» What is needed: Please give back only the lines below from the one containing "const PROBABILITIES_TAG: u8 = b'P';" to the one containing "read in order.", each repeated word for word, both ends included.

Collected data entries
________________________

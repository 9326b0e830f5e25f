use std::io::Read;
use std::path::{Path, PathBuf};
use std::sync::atomic::{AtomicBool, Ordering};
use std::sync::Arc;

use common::create_rng_for_stream;
use crossbeam::channel::Sender;
use go::{BoardHistory, Game, NUM_SYMMETRIES};
use log::{debug, error, info, warn};
use rand::prelude::*;
use rand::seq::index;

use super::archive::ArchiveReader;
use super::error::{ArchiveError, PipelineError};
use super::example::ExampleEncoder;
use super::options::{DecodeErrorPolicy, PipelineOptions};

/// Shared stop flag. Workers look at it between game records, never in the middle of one.
#[derive(Clone, Default, Debug)]
pub struct CancellationToken(Arc<AtomicBool>);

impl CancellationToken {
    pub fn new() -> Self {
        Self::default()
    }

    pub fn cancel(&self) {
        self.0.store(true, Ordering::SeqCst);
    }

    pub fn is_cancelled(&self) -> bool {
        self.0.load(Ordering::SeqCst)
    }
}

#[derive(Default, Debug, Clone, Copy, PartialEq, Eq)]
pub struct PassStats {
    pub archives: usize,
    pub skipped: usize,
    pub games: usize,
    pub examples: usize,
}

#[derive(Debug, PartialEq, Eq)]
enum Flow {
    Continue,
    Stop,
}

/// Produces an endless stream of serialized examples from its archives into its own
/// bounded channel. A full channel blocks the worker until the consumer catches up.
pub struct Worker {
    id: usize,
    sources: Vec<PathBuf>,
    options: PipelineOptions,
    encoder: ExampleEncoder,
    sender: Sender<Vec<u8>>,
    cancel: CancellationToken,
    rng: StdRng,
}

impl Worker {
    pub fn new(
        id: usize,
        sources: Vec<PathBuf>,
        options: PipelineOptions,
        encoder: ExampleEncoder,
        sender: Sender<Vec<u8>>,
        cancel: CancellationToken,
    ) -> Self {
        let rng = create_rng_for_stream(options.seed, id as u64);

        Self {
            id,
            sources,
            options,
            encoder,
            sender,
            cancel,
            rng,
        }
    }

    pub fn id(&self) -> usize {
        self.id
    }

    /// Runs passes over the sources until cancelled or the consumer goes away.
    pub fn run(mut self) -> Result<(), PipelineError> {
        info!("Starting worker {} with {} archives", self.id, self.sources.len());

        let mut pass_num = 0usize;
        loop {
            let stats = match self.run_pass()? {
                Some(stats) => stats,
                None => {
                    info!("Stopping worker {} after {} passes", self.id, pass_num);
                    return Ok(());
                }
            };

            pass_num += 1;

            if stats.examples == 0 {
                error!(
                    "Worker {} completed pass {} without any examples. Archives: {}, Skipped: {}, Games: {}",
                    self.id, pass_num, stats.archives, stats.skipped, stats.games
                );
                return Err(PipelineError::NoExamples { worker: self.id });
            }

            info!(
                "Worker: {}, Pass: {}, Archives: {}, Skipped: {}, Games: {}, Examples: {}",
                self.id, pass_num, stats.archives, stats.skipped, stats.games, stats.examples
            );
        }
    }

    /// One pass over every source. `None` means the worker should stop.
    fn run_pass(&mut self) -> Result<Option<PassStats>, PipelineError> {
        if self.options.shuffle_games {
            self.sources.shuffle(&mut self.rng);
        }

        let mut stats = PassStats::default();
        let sources = self.sources.clone();

        for path in sources {
            stats.archives += 1;

            match self.stream_archive(&path, &mut stats) {
                Ok(Flow::Continue) => {}
                Ok(Flow::Stop) => return Ok(None),
                Err(err) => match self.options.decode_error_policy {
                    DecodeErrorPolicy::Skip => {
                        warn!("Worker {} skipping {:?}: {}", self.id, path, err);
                        stats.skipped += 1;
                    }
                    DecodeErrorPolicy::Abort => {
                        error!("Worker {} failed to decode {:?}: {}", self.id, path, err);
                        return Err(PipelineError::Archive { path, source: err });
                    }
                },
            }
        }

        Ok(Some(stats))
    }

    fn stream_archive(&mut self, path: &Path, stats: &mut PassStats) -> Result<Flow, ArchiveError> {
        debug!("Worker {} opening {:?}", self.id, path);
        let reader = ArchiveReader::open(path, self.options.board_size)?;
        self.stream_games(reader, stats)
    }

    fn stream_games<R: Read>(
        &mut self,
        mut reader: ArchiveReader<R>,
        stats: &mut PassStats,
    ) -> Result<Flow, ArchiveError> {
        loop {
            if self.cancel.is_cancelled() {
                return Ok(Flow::Stop);
            }

            let game = match reader.next_game()? {
                Some(game) => game,
                None => return Ok(Flow::Continue),
            };

            stats.games += 1;

            if self.emit_game(&game, stats) == Flow::Stop {
                return Ok(Flow::Stop);
            }
        }
    }

    /// Sends a random subset of the game's positions, each under a random symmetry.
    fn emit_game(&mut self, game: &Game, stats: &mut PassStats) -> Flow {
        let history = BoardHistory::replay(game, self.options.board_size);
        let num_samples = self.options.samples_per_game(game.len());
        let picked = index::sample(&mut self.rng, game.len(), num_samples);

        for step in picked.iter() {
            let symmetry = self.rng.gen_range(0..NUM_SYMMETRIES);
            let mut record = Vec::with_capacity(self.encoder.record_len());
            self.encoder
                .encode_into(game, &history, step, symmetry, &mut record);

            if self.sender.send(record).is_err() {
                debug!("Worker {} channel disconnected", self.id);
                return Flow::Stop;
            }

            stats.examples += 1;
        }

        Flow::Continue
    }
}
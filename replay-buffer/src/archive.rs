use std::fs::File;
use std::io::{self, BufReader, BufWriter, ErrorKind, Read, Write};
use std::path::Path;

use byteorder::{LittleEndian, ReadBytesExt, WriteBytesExt};
use flate2::read::GzDecoder;
use flate2::write::GzEncoder;
use flate2::Compression;
use go::{board_sq, policy_size, Game, Move, Step};

use super::error::ArchiveError;

const MOVES_TAG: u8 = b'G';
const PROBABILITIES_TAG: u8 = b'P';
const GAME_MAGIC: u8 = b'g';

type Result<T> = std::result::Result<T, ArchiveError>;

#[derive(Debug, Clone, Copy, PartialEq, Eq)]
pub enum ArchiveFormat {
    /// Only moves are stored; each step's distribution is one-hot on the move played.
    Moves,
    /// Every step carries the full move probability vector.
    Probabilities,
}

impl ArchiveFormat {
    pub fn tag(&self) -> u8 {
        match self {
            ArchiveFormat::Moves => MOVES_TAG,
            ArchiveFormat::Probabilities => PROBABILITIES_TAG,
        }
    }

    pub fn from_tag(tag: u8) -> Result<Self> {
        match tag {
            MOVES_TAG => Ok(ArchiveFormat::Moves),
            PROBABILITIES_TAG => Ok(ArchiveFormat::Probabilities),
            tag => Err(ArchiveError::BadFormatTag(tag)),
        }
    }
}

/// Sequential decoder over an archive stream. Every field's position depends on all
/// fields before it, so games can only be read in order.
pub struct ArchiveReader<R> {
    reader: OffsetReader<R>,
    format: ArchiveFormat,
    board_size: usize,
    done: bool,
}

impl ArchiveReader<Box<dyn Read + Send>> {
    /// Opens an archive file. Files ending in `.gz` are decompressed on the fly.
    pub fn open(path: impl AsRef<Path>, board_size: usize) -> Result<Self> {
        let path = path.as_ref();
        let file = File::open(path)?;

        let reader: Box<dyn Read + Send> = if is_gzip(path) {
            Box::new(BufReader::new(GzDecoder::new(file)))
        } else {
            Box::new(BufReader::new(file))
        };

        Self::new(reader, board_size)
    }
}

impl<R: Read> ArchiveReader<R> {
    /// Reads the format tag. A bad tag fails here, before any game is decoded.
    pub fn new(reader: R, board_size: usize) -> Result<Self> {
        let mut reader = OffsetReader::new(reader);
        let tag = reader.field("format tag", |r| r.read_u8())?;
        let format = ArchiveFormat::from_tag(tag)?;

        Ok(Self {
            reader,
            format,
            board_size,
            done: false,
        })
    }

    pub fn format(&self) -> ArchiveFormat {
        self.format
    }

    /// Bytes consumed from the underlying stream so far.
    pub fn offset(&self) -> u64 {
        self.reader.offset
    }

    /// Decodes the next game. `Ok(None)` only when the stream ends exactly on a game
    /// boundary. Once an error has been returned the reader yields nothing more.
    pub fn next_game(&mut self) -> Result<Option<Game>> {
        if self.done {
            return Ok(None);
        }

        let res = self.read_game();

        if !matches!(res, Ok(Some(_))) {
            self.done = true;
        }

        res
    }

    fn read_game(&mut self) -> Result<Option<Game>> {
        let offset = self.reader.offset;
        let magic = match self.reader.read_byte_or_eof()? {
            Some(magic) => magic,
            None => return Ok(None),
        };

        if magic != GAME_MAGIC {
            return Err(ArchiveError::BadGameMagic {
                offset,
                byte: magic,
            });
        }

        let offset = self.reader.offset;
        let result = self.reader.field("game result", |r| r.read_i8())?;
        if !(-1..=1).contains(&result) {
            return Err(ArchiveError::BadResult { offset, result });
        }

        let num_steps = self
            .reader
            .field("step count", |r| r.read_u16::<LittleEndian>())?;

        let mut steps = Vec::with_capacity(num_steps as usize);
        for _ in 0..num_steps {
            steps.push(self.read_step()?);
        }

        Ok(Some(Game::new(result, steps)))
    }

    fn read_step(&mut self) -> Result<Step> {
        let offset = self.reader.offset;
        let field = self
            .reader
            .field("move", |r| r.read_i16::<LittleEndian>())?;

        // Positive fields are `position + 1`. Negative fields are `-(position + 1)` and
        // announce a capture list.
        let (position, has_captures) = match field {
            f if f > 0 => (f as usize - 1, false),
            f if f < 0 => ((-(f as i32) - 1) as usize, true),
            _ => return Err(ArchiveError::BadMove { offset, field }),
        };

        let action = Move::from_position(position, self.board_size)
            .ok_or(ArchiveError::BadMove { offset, field })?;

        let captures = if has_captures {
            self.read_captures()?
        } else {
            vec![]
        };

        match self.format {
            ArchiveFormat::Moves => Ok(Step::one_hot(action, captures, self.board_size)),
            ArchiveFormat::Probabilities => {
                let mut probabilities = vec![0.0; policy_size(self.board_size)];
                self.reader.field("probabilities", |r| {
                    r.read_f32_into::<LittleEndian>(&mut probabilities)
                })?;

                Ok(Step::new(action, captures, probabilities))
            }
        }
    }

    fn read_captures(&mut self) -> Result<Vec<u16>> {
        let board_sq = board_sq(self.board_size);
        let num_captures = self
            .reader
            .field("capture count", |r| r.read_u16::<LittleEndian>())?;

        let mut captures = Vec::with_capacity(num_captures as usize);
        for _ in 0..num_captures {
            let offset = self.reader.offset;
            let position = self
                .reader
                .field("capture position", |r| r.read_u16::<LittleEndian>())?;

            if position as usize >= board_sq {
                return Err(ArchiveError::BadCapture { offset, position });
            }

            captures.push(position);
        }

        Ok(captures)
    }
}

impl<R: Read> Iterator for ArchiveReader<R> {
    type Item = Result<Game>;

    fn next(&mut self) -> Option<Self::Item> {
        self.next_game().transpose()
    }
}

pub struct ArchiveWriter<W: Write> {
    writer: W,
    format: ArchiveFormat,
    board_size: usize,
}

/// Output of a finished archive. `complete` writes whatever trailer the stream needs
/// and flushes, reporting any error instead of leaving it to `Drop`.
pub trait ArchiveSink: Write {
    fn complete(&mut self) -> io::Result<()> {
        self.flush()
    }
}

impl ArchiveSink for Vec<u8> {}

impl<W: Write> ArchiveSink for BufWriter<W> {}

impl<W: Write> ArchiveSink for GzEncoder<W> {
    fn complete(&mut self) -> io::Result<()> {
        self.try_finish()?;
        self.get_mut().flush()
    }
}

/// An archive file on disk, gzip compressed when its path ends in `.gz`.
pub enum ArchiveFile {
    Plain(BufWriter<File>),
    Gzip(GzEncoder<BufWriter<File>>),
}

impl Write for ArchiveFile {
    fn write(&mut self, buf: &[u8]) -> io::Result<usize> {
        match self {
            ArchiveFile::Plain(w) => w.write(buf),
            ArchiveFile::Gzip(w) => w.write(buf),
        }
    }

    fn flush(&mut self) -> io::Result<()> {
        match self {
            ArchiveFile::Plain(w) => w.flush(),
            ArchiveFile::Gzip(w) => w.flush(),
        }
    }
}

impl ArchiveSink for ArchiveFile {
    fn complete(&mut self) -> io::Result<()> {
        match self {
            ArchiveFile::Plain(w) => w.complete(),
            ArchiveFile::Gzip(w) => w.complete(),
        }
    }
}

impl ArchiveWriter<ArchiveFile> {
    /// Creates an archive file, gzip compressed when the path ends in `.gz`.
    /// The file is only a valid archive once [`ArchiveWriter::finish`] has returned.
    pub fn create(path: impl AsRef<Path>, format: ArchiveFormat, board_size: usize) -> Result<Self> {
        let path = path.as_ref();
        let file = BufWriter::new(File::create(path)?);

        let writer = if is_gzip(path) {
            ArchiveFile::Gzip(GzEncoder::new(file, Compression::default()))
        } else {
            ArchiveFile::Plain(file)
        };

        Self::new(writer, format, board_size)
    }
}

impl<W: Write> ArchiveWriter<W> {
    pub fn new(mut writer: W, format: ArchiveFormat, board_size: usize) -> Result<Self> {
        writer.write_u8(format.tag())?;

        Ok(Self {
            writer,
            format,
            board_size,
        })
    }

    pub fn write_game(&mut self, game: &Game) -> Result<()> {
        self.validate(game)?;

        self.writer.write_u8(GAME_MAGIC)?;
        self.writer.write_i8(game.result())?;
        self.writer.write_u16::<LittleEndian>(game.len() as u16)?;

        for step in game.steps() {
            let field = (step.action.position(self.board_size) + 1) as i16;

            if step.captures.is_empty() {
                self.writer.write_i16::<LittleEndian>(field)?;
            } else {
                self.writer.write_i16::<LittleEndian>(-field)?;
                self.writer
                    .write_u16::<LittleEndian>(step.captures.len() as u16)?;
                for &capture in &step.captures {
                    self.writer.write_u16::<LittleEndian>(capture)?;
                }
            }

            if self.format == ArchiveFormat::Probabilities {
                for &probability in &step.probabilities {
                    self.writer.write_f32::<LittleEndian>(probability)?;
                }
            }
        }

        Ok(())
    }

    fn validate(&self, game: &Game) -> Result<()> {
        let board_sq = board_sq(self.board_size);

        if !(-1..=1).contains(&game.result()) {
            return Err(ArchiveError::Unwritable(format!(
                "result {} is not one of -1, 0, 1",
                game.result()
            )));
        }

        if game.len() > u16::MAX as usize {
            return Err(ArchiveError::Unwritable(format!(
                "{} steps do not fit the step count",
                game.len()
            )));
        }

        for (idx, step) in game.steps().iter().enumerate() {
            if let Move::Place(vertex) = step.action {
                if vertex >= board_sq {
                    return Err(ArchiveError::Unwritable(format!(
                        "step {} places a stone off the board at {}",
                        idx, vertex
                    )));
                }
            }

            if step.captures.len() > u16::MAX as usize
                || step.captures.iter().any(|&c| c as usize >= board_sq)
            {
                return Err(ArchiveError::Unwritable(format!(
                    "step {} has an invalid capture list",
                    idx
                )));
            }

            if self.format == ArchiveFormat::Probabilities
                && step.probabilities.len() != policy_size(self.board_size)
            {
                return Err(ArchiveError::Unwritable(format!(
                    "step {} has {} probabilities",
                    idx,
                    step.probabilities.len()
                )));
            }
        }

        Ok(())
    }
}

impl<W: ArchiveSink> ArchiveWriter<W> {
    /// Completes the stream, gzip trailer included, and hands back the sink.
    pub fn finish(mut self) -> Result<W> {
        self.writer.complete()?;
        Ok(self.writer)
    }
}

fn is_gzip(path: &Path) -> bool {
    path.extension().is_some_and(|ext| ext == "gz")
}

/// Tracks how many bytes have been consumed so that errors can point at the offending field.
struct OffsetReader<R> {
    inner: R,
    offset: u64,
}

impl<R: Read> OffsetReader<R> {
    fn new(inner: R) -> Self {
        Self { inner, offset: 0 }
    }

    /// Reads one field. Running out of bytes part way through is a truncated archive.
    fn field<T, F>(&mut self, field: &'static str, read: F) -> Result<T>
    where
        F: FnOnce(&mut Self) -> io::Result<T>,
    {
        let offset = self.offset;
        read(self).map_err(|err| match err.kind() {
            ErrorKind::UnexpectedEof => ArchiveError::Truncated { offset, field },
            _ => ArchiveError::Io(err),
        })
    }

    /// Reads a single byte, distinguishing a clean end of stream from data. A stream
    /// that reports a premature end here, like a gzip file missing its trailer, is
    /// truncated.
    fn read_byte_or_eof(&mut self) -> Result<Option<u8>> {
        let offset = self.offset;
        let mut buf = [0u8; 1];
        loop {
            match self.read(&mut buf) {
                Ok(0) => return Ok(None),
                Ok(_) => return Ok(Some(buf[0])),
                Err(err) if err.kind() == ErrorKind::Interrupted => continue,
                Err(err) if err.kind() == ErrorKind::UnexpectedEof => {
                    return Err(ArchiveError::Truncated {
                        offset,
                        field: "game magic",
                    })
                }
                Err(err) => return Err(err.into()),
            }
        }
    }
}

impl<R: Read> Read for OffsetReader<R> {
    fn read(&mut self, buf: &mut [u8]) -> io::Result<usize> {
        let read = self.inner.read(buf)?;
        self.offset += read as u64;
        Ok(read)
    }
}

________________________

» Task output:
const PROBABILITIES_TAG: u8 = b'P';
const GAME_MAGIC: u8 = b'g';

type Result<T> = std::result::Result<T, ArchiveError>;

#[derive(Debug, Clone, Copy, PartialEq, Eq)]
pub enum ArchiveFormat {
    /// Only moves are stored; each step's distribution is one-hot on the move played.
    Moves,
    /// Every step carries the full move probability vector.
    Probabilities,
}

impl ArchiveFormat {
    pub fn tag(&self) -> u8 {
        match self {
            ArchiveFormat::Moves => MOVES_TAG,
            ArchiveFormat::Probabilities => PROBABILITIES_TAG,
        }
    }

    pub fn from_tag(tag: u8) -> Result<Self> {
        match tag {
            MOVES_TAG => Ok(ArchiveFormat::Moves),
            PROBABILITIES_TAG => Ok(ArchiveFormat::Probabilities),
            tag => Err(ArchiveError::BadFormatTag(tag)),
        }
    }
}

/// Sequential decoder over an archive stream. Every field's position depends on all
/// fields before it, so games can only be read in order.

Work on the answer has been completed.